Since I am a newly married man, which it is still weird saying my wife instead of girlfriend or fiance, I am finally able to be put on her insurance. I won’t officially be added for about a month because of the time it takes to get the marriage license, change her name, and then be added to the insurance. Then, even after I am added to the insurance, I still don’t know how long it will take until I can actually use the insurance. That’s the big question.
However, before that big question comes about, theres an even more important question, which plan do I choose?
When I was a single guy and had my own insurance, there was no question, I was going with the PPO plan. Now, with having a spouse on the plan, it more than triples the monthly cost of the insurance premium (approx. $680/mo). If I went with the HMO plan it is only approx. $225/mo.

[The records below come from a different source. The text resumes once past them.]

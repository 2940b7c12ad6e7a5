// SPDX-License-Identifier: BUSL-1.1
// Copyright (c) 2026 Alfred Jean LLC

//! Daemon-level errors: configuration loading and startup.

use hids_core::FatalClassify;
use thiserror::Error;

#[derive(Debug, Error)]
pub enum ConfigError {
    #[error("failed to read config file {path}: {source}")]
    Read {
        path: String,
        #[source]
        source: std::io::Error,
    },
    #[error("malformed config file {path}: {source}")]
    Parse {
        path: String,
        #[source]
        source: toml::de::Error,
    },
}

impl FatalClassify for ConfigError {
    // Malformed config represents operator misconfiguration, not a
    // transient runtime condition; it is surfaced, never silently
    // defaulted (SPEC_FULL.md §10.2).
    fn is_fatal(&self) -> bool {
        true
    }
}

#[derive(Debug, Error)]
pub enum StartupError {
    #[error(transparent)]
    Config(#[from] ConfigError),
    #[error("failed to create log directory {path}: {source}")]
    LogDir {
        path: String,
        #[source]
        source: std::io::Error,
    },
    #[error("failed to open alert sink: {0}")]
    AlertSink(#[from] hids_adapters::AlertSinkError),
    #[error("failed to install signal handler: {0}")]
    Signal(#[source] std::io::Error),
    #[error("runtime error: {0}")]
    Runtime(#[from] hids_engine::RuntimeError),
}

impl FatalClassify for StartupError {
    fn is_fatal(&self) -> bool {
        true
    }
}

So, obviously, this is where I need your help. I was told in the past when I had to choose my first insurance plan with diabetes to never go with the HMO option. “If you have diabetes, you should always have a PPO” I don’t know if that is the right advice or just some BS by that particular medical professional, who maybe wouldn’t be covered under the HMO plan.
Have you had any terrible nightmares with HMO plans with diabetes? Is it really the worst insurance option for someone with diabetes? HMO is still better than no insurance at all right?
Please let me know your thoughts and please share so I can make the most educated decision. A difference of $4,000 a year is definitely a big deal.